SRE Starter Project

Intro

This is an alternate ending for the dev start project intended for SREs which will cover similar themes plus how we approach troubleshooting.

Prerequisites

It is assumed that you have completed the dev start project through the run section. If not, return back to the Starter Project documentation.

Troubleshooting Approach

The SRE approach to problem-solving is a skillset that can be learned through consistent practice. While learning these skills, it is important to approach each problem with the proper mindset:

  • Risk and failure are inevitable. Therefore, remain calm.

  • Tests and data are used to distinguish between theories. Therefore, seek understanding.

  • Communication and collaboration are required to solve complex problems. Therefore, ask for help.

With this approach, methodical problem-solving can occur.

Report

When a problem occurs, there should be data that describes the problem in detail. If not, the first step is to gather more data about the problem including scope and severity. Ideally, the description will include the intended behavior, the observed behavior, and steps/conditions required to reproduce the behavior. This data allows an appropriate response.

Mitigation

For many problems, the next step is to immediately reduce the impact. Root cause analysis can wait. Workarounds to prevent larger impacts should be implemented quickly.

Analysis

Investigate metrics and gather logs for details about the problem. Determine which data is and is not relevant. Ask questions about the system. Determine the relationship between system components and the observed symptoms. Look for anomalies in other services that are correlated. Generate hypotheses.

Test

Design tests to safely distinguish among different theories. Experiments with negative results are often more useful than experiments with positive results. Testing locally is less risky than testing in production.

Resolve

Once the correct set of root causes is identified, corrective actions are typically obvious. Communicate information about resolution widely.

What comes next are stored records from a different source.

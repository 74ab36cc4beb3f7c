// SPDX-License-Identifier: MIT OR Apache-2.0
// SPDX-FileCopyrightText: 2024 John C. Murray

//! JSON control-plane message types for the Zello leg.

use anyhow::{Result, anyhow};
use base64::{Engine as _, engine::general_purpose::STANDARD};
use bytes::{Buf, BufMut, Bytes, BytesMut};
use serde::{Deserialize, Serialize};

/// The constant outbound codec header: 16000 Hz, 1 frame/packet, 60 ms.
pub const OUTBOUND_CODEC_HEADER: [u8; 4] = [0x80, 0x3E, 0x01, 0x3C];

/// Messages sent to the Zello server.
#[derive(Debug, Clone, Serialize, Deserialize)]
#[serde(tag = "command")]
pub enum Message {
    /// Logon request. The first attempt carries `auth_token` (a static
    /// developer token or a freshly minted JWT); subsequent attempts after
    /// an `on_channel_status` carrying `refresh_token` send that instead,
    /// with `auth_token` null.
    #[serde(rename = "logon")]
    Logon {
        seq: u32,
        #[serde(skip_serializing_if = "Option::is_none")]
        username: Option<String>,
        #[serde(skip_serializing_if = "Option::is_none")]
        password: Option<String>,
        channel: String,
        #[serde(skip_serializing_if = "Option::is_none")]
        auth_token: Option<String>,
        #[serde(skip_serializing_if = "Option::is_none")]
        refresh_token: Option<String>,
    },

    /// Outbound ping, sent via `send_text_message` per the design notes —
    /// the source piggybacks keep-alive on a text message rather than a
    /// WebSocket-level ping frame.
    #[serde(rename = "send_text_message")]
    SendTextMessage {
        seq: u32,
        channel: String,
        #[serde(rename = "for", skip_serializing_if = "Option::is_none")]
        for_user: Option<String>,
        text: String,
    },

    /// Start an outgoing audio stream.
    #[serde(rename = "start_stream")]
    StartStream {
        seq: u32,
        channel: String,
        #[serde(rename = "type")]
        stream_type: String,
        codec: String,
        codec_header: String,
        packet_duration: u32,
    },

    /// Stop an outgoing audio stream.
    #[serde(rename = "stop_stream")]
    StopStream { seq: u32, stream_id: u32 },
}

impl Message {
    /// Build a logon message carrying a static or freshly-minted token.
    #[must_use]
    pub fn logon_with_token(
        seq: u32,
        username: Option<String>,
        password: Option<String>,
        channel: String,
        auth_token: String,
    ) -> Self {
        Self::Logon {
            seq,
            username,
            password,
            channel,
            auth_token: Some(auth_token),
            refresh_token: None,
        }
    }

    /// Build a logon message carrying a cached refresh token instead of an
    /// auth token, used on re-auth after the server has issued one.
    #[must_use]
    pub fn logon_with_refresh_token(
        seq: u32,
        username: Option<String>,
        password: Option<String>,
        channel: String,
        refresh_token: String,
    ) -> Self {
        Self::Logon {
            seq,
            username,
            password,
            channel,
            auth_token: None,
            refresh_token: Some(refresh_token),
        }
    }

    /// Build the keep-alive `send_text_message` ping.
    #[must_use]
    pub fn ping(seq: u32, channel: String, for_user: String) -> Self {
        Self::SendTextMessage {
            seq,
            channel,
            for_user: Some(for_user),
            text: "ping".to_string(),
        }
    }

    /// Build a plain outbound text message.
    #[must_use]
    pub fn send_text(seq: u32, channel: String, text: String) -> Self {
        Self::SendTextMessage {
            seq,
            channel,
            for_user: None,
            text,
        }
    }

    /// Build the `start_stream` request with the constant Opus codec
    /// header.
    #[must_use]
    pub fn start_stream(seq: u32, channel: String, packet_duration: u32) -> Self {
        Self::StartStream {
            seq,
            channel,
            stream_type: "audio".to_string(),
            codec: "opus".to_string(),
            codec_header: STANDARD.encode(OUTBOUND_CODEC_HEADER),
            packet_duration,
        }
    }

    /// Build the `stop_stream` request.
    #[must_use]
    pub fn stop_stream(seq: u32, stream_id: u32) -> Self {
        Self::StopStream { seq, stream_id }
    }

    /// The sequence number carried by this message.
    #[must_use]
    pub fn seq(&self) -> u32 {
        match self {
            Self::Logon { seq, .. }
            | Self::SendTextMessage { seq, .. }
            | Self::StartStream { seq, .. }
            | Self::StopStream { seq, .. } => *seq,
        }
    }
}

/// Response messages from Zello, keyed loosely by whichever fields are
/// present — the wire format doesn't tag responses by command name.
#[derive(Debug, Clone, Serialize, Deserialize)]
pub struct Response {
    pub seq: Option<u32>,
    #[serde(default)]
    pub success: bool,
    #[serde(default)]
    pub error: Option<String>,
    #[serde(default)]
    pub refresh_token: Option<String>,
    #[serde(default)]
    pub stream_id: Option<u32>,
    #[serde(default)]
    pub codec_header: Option<String>,
}

/// Events pushed by the Zello server, discriminated by `command`.
#[derive(Debug, Clone, Serialize, Deserialize)]
#[serde(tag = "command")]
pub enum Event {
    /// `on_stream_start`: a new inbound audio stream.
    #[serde(rename = "on_stream_start")]
    StreamStart {
        stream_id: u32,
        #[serde(default)]
        from: Option<String>,
        #[serde(default)]
        codec_header: Option<String>,
        #[serde(default)]
        channel: Option<String>,
    },

    /// `on_stream_stop`: an inbound audio stream ended.
    #[serde(rename = "on_stream_stop")]
    StreamStop { stream_id: u32 },

    /// `on_channel_status`: channel occupancy / auth-completed signal. May
    /// carry a `refresh_token` to cache for the next re-auth.
    #[serde(rename = "on_channel_status")]
    ChannelStatus {
        #[serde(default)]
        channel: Option<String>,
        #[serde(default)]
        status: Option<String>,
        #[serde(default)]
        users_online: Option<u32>,
        #[serde(default)]
        refresh_token: Option<String>,
    },

    /// `on_alert`: Zello's page / call-alert channel, the only non-audio
    /// text surface this gateway recognizes.
    #[serde(rename = "on_alert")]
    Alert {
        #[serde(default)]
        from: Option<String>,
        text: String,
    },
}

/// Errors pushed by the Zello server.
#[derive(Debug, Clone, Serialize, Deserialize)]
#[serde(tag = "command")]
pub enum ServerError {
    #[serde(rename = "on_error")]
    Error { error: String },
}

/// Top-level union of everything that can arrive on the control channel.
/// Tried in order: a tagged [`Event`] or [`ServerError`] if `command` is
/// present and recognized, otherwise an untagged [`Response`].
#[derive(Debug, Clone)]
pub enum IncomingMessage {
    Event(Event),
    Error(ServerError),
    Response(Response),
}

impl IncomingMessage {
    /// Parse a single JSON text frame.
    ///
    /// # Errors
    ///
    /// Returns a [`serde_json::Error`] if `text` is not valid JSON, or if
    /// it carries a recognized `command` whose shape doesn't match.
    pub fn parse(text: &str) -> serde_json::Result<Self> {
        let value: serde_json::Value = serde_json::from_str(text)?;

        if let Some(command) = value.get("command").and_then(|c| c.as_str()) {
            match command {
                "on_stream_start" | "on_stream_stop" | "on_channel_status" | "on_alert" => {
                    return Ok(Self::Event(serde_json::from_value(value)?));
                }
                "on_error" => {
                    return Ok(Self::Error(serde_json::from_value(value)?));
                }
                _ => {}
            }
        }

        Ok(Self::Response(serde_json::from_value(value)?))
    }
}

/// Opus codec header: sample rate, frames per packet, and frame duration,
/// base64-decoded from Zello's 4-byte descriptor.
#[derive(Debug, Clone, Copy, PartialEq, Eq)]
pub struct CodecHeader {
    pub sample_rate_hz: u16,
    pub frames_per_packet: u8,
    pub frame_size_ms: u8,
}

impl CodecHeader {
    /// Decode a base64-encoded codec header.
    ///
    /// # Errors
    ///
    /// Returns an error if base64 decoding fails or the decoded length
    /// isn't exactly 4 bytes.
    pub fn from_base64(encoded: &str) -> Result<Self> {
        let bytes = STANDARD
            .decode(encoded)
            .map_err(|e| anyhow!("invalid codec header base64: {e}"))?;
        Self::from_bytes(Bytes::from(bytes))
    }

    /// Parse a codec header from exactly 4 raw bytes.
    ///
    /// # Errors
    ///
    /// Returns an error if `bytes` isn't exactly 4 bytes long.
    pub fn from_bytes(mut bytes: Bytes) -> Result<Self> {
        if bytes.len() != 4 {
            return Err(anyhow!(
                "invalid codec header length: expected 4 bytes, got {}",
                bytes.len()
            ));
        }

        let sample_rate_hz = bytes.get_u16_le();
        let frames_per_packet = bytes.get_u8();
        let frame_size_ms = bytes.get_u8();

        Ok(Self {
            sample_rate_hz,
            frames_per_packet,
            frame_size_ms,
        })
    }

    /// Derived frame length in samples: `rate * ms / 1000 * frames`,
    /// integer arithmetic, no rounding.
    #[must_use]
    pub fn frame_len_samples(&self) -> usize {
        usize::from(self.sample_rate_hz) * usize::from(self.frame_size_ms) / 1000
            * usize::from(self.frames_per_packet)
    }

    /// Encode to a base64 string.
    #[must_use]
    pub fn to_base64(&self) -> String {
        STANDARD.encode(self.to_bytes())
    }

    /// Convert to raw bytes.
    #[must_use]
    pub fn to_bytes(&self) -> Bytes {
        let mut buf = BytesMut::with_capacity(4);
        buf.put_u16_le(self.sample_rate_hz);
        buf.put_u8(self.frames_per_packet);
        buf.put_u8(self.frame_size_ms);
        buf.freeze()
    }
}

impl Default for CodecHeader {
    fn default() -> Self {
        Self {
            sample_rate_hz: 16000,
            frames_per_packet: 1,
            frame_size_ms: 60,
        }
    }
}

/// Parse a Zello binary audio frame: byte 0 = `0x01`, bytes 1..5 =
/// big-endian stream id, bytes 5..9 reserved, remainder = Opus payload.
///
/// # Errors
///
/// Returns an error if the frame is shorter than the 9-byte header or its
/// type byte isn't `0x01`.
pub fn parse_audio_frame(mut data: Bytes) -> Result<(u32, Bytes)> {
    if data.len() < 9 {
        return Err(anyhow!(
            "audio frame too short: {} bytes, need at least 9",
            data.len()
        ));
    }
    let frame_type = data.get_u8();
    if frame_type != 0x01 {
        return Err(anyhow!("unexpected binary frame type: {frame_type:#x}"));
    }
    let stream_id = data.get_u32();
    let _reserved = data.split_to(4);
    Ok((stream_id, data))
}

/// Build a Zello binary audio frame: `[0x01, stream_id_be, 0,0,0,0, opus]`.
#[must_use]
pub fn build_audio_frame(stream_id: u32, opus_payload: &[u8]) -> Bytes {
    let mut buf = BytesMut::with_capacity(9 + opus_payload.len());
    buf.put_u8(0x01);
    buf.put_u32(stream_id);
    buf.put_u32(0);
    buf.extend_from_slice(opus_payload);
    buf.freeze()
}

/// Parse a Zello `on_alert` page, tolerating both `"page <id>"` and
/// `"page<id>"`, per the documented ambiguity in the source parser.
#[must_use]
pub fn parse_page_text(text: &str) -> Option<u32> {
    let lower = text.trim();
    if lower.len() < 4 || !lower[..4].eq_ignore_ascii_case("page") {
        return None;
    }
    let rest = lower[4..].trim_start();
    rest.parse::<u32>().ok()
}

#[cfg(test)]
mod tests {
    use super::*;

    #[test]
    fn codec_header_round_trip() {
        let header = CodecHeader::default();
        assert_eq!(header.to_bytes().as_ref(), &OUTBOUND_CODEC_HEADER);
        let decoded = CodecHeader::from_base64(&header.to_base64()).unwrap();
        assert_eq!(decoded, header);
    }

    #[test]
    fn outbound_codec_header_is_the_documented_constant() {
        assert_eq!(OUTBOUND_CODEC_HEADER, [0x80, 0x3E, 0x01, 0x3C]);
        let msg = Message::start_stream(1, "ch".to_string(), 60);
        let json = serde_json::to_string(&msg).unwrap();
        assert!(json.contains("gD4BPA=="));
    }

    #[test]
    fn frame_length_formula_has_no_drift() {
        let header = CodecHeader {
            sample_rate_hz: 8000,
            frames_per_packet: 1,
            frame_size_ms: 20,
        };
        for _ in 0..1000 {
            assert_eq!(header.frame_len_samples(), 160);
        }
    }

    #[test]
    fn audio_frame_round_trip_and_big_endian_stream_id() {
        let frame = build_audio_frame(0x0000_002A, &[1, 2, 3]);
        assert_eq!(&frame[1..5], &[0x00, 0x00, 0x00, 0x2A]);

        let (stream_id, payload) = parse_audio_frame(frame).unwrap();
        assert_eq!(stream_id, 0x2A);
        assert_eq!(payload.as_ref(), &[1, 2, 3]);
    }

    #[test]
    fn audio_frame_rejects_short_or_wrong_type() {
        assert!(parse_audio_frame(Bytes::from_static(&[0x01, 0, 0])).is_err());
        let mut bad = BytesMut::new();
        bad.put_u8(0x02);
        bad.extend_from_slice(&[0u8; 8]);
        assert!(parse_audio_frame(bad.freeze()).is_err());
    }

    #[test]
    fn page_text_accepts_both_spacing_variants() {
        assert_eq!(parse_page_text("page 9001"), Some(9001));
        assert_eq!(parse_page_text("page9001"), Some(9001));
        assert_eq!(parse_page_text("nope"), None);
    }

    #[test]
    fn incoming_message_dispatches_by_command() {
        let event = IncomingMessage::parse(
            r#"{"command":"on_alert","from":"Alice","text":"page 9001"}"#,
        )
        .unwrap();
        assert!(matches!(event, IncomingMessage::Event(Event::Alert { .. })));

        let response = IncomingMessage::parse(r#"{"seq":3,"success":true}"#).unwrap();
        assert!(matches!(response, IncomingMessage::Response(_)));
    }
}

Dependency Management for Builds

Dependencies are managed in the kubernetes/dev-with-dependencies/kustomization.yaml file. Add the following dependencies, which are needed for the next section:

components:
- https://coderepo.mobilehealth.va.gov/scm/ckm/wiremock.git//kubernetes?ref=Release/3.9.1&timeout=60s
- https://coderepo.mobilehealth.va.gov/scm/iums/mobile-mvi-service.git//kubernetes/components/dev?ref=Release/1.33&timeout=60s
- https://coderepo.mobilehealth.va.gov/scm/iums/user-session-service.git//kubernetes/components/dev?ref=Release/1.22&timeout=60s
- https://coderepo.mobilehealth.va.gov/scm/vdms/redis.git//kubernetes?ref=Release/7.0.15&timeout=60s

Add Health Check For External CKM Service:

Just as the service health check needs to take our own service’s health into consideration, it needs to take the services it relies upon into consideration, as well.

Verify the health check test passes after adding the health checks for both mobile-mvi-service and user-session-service.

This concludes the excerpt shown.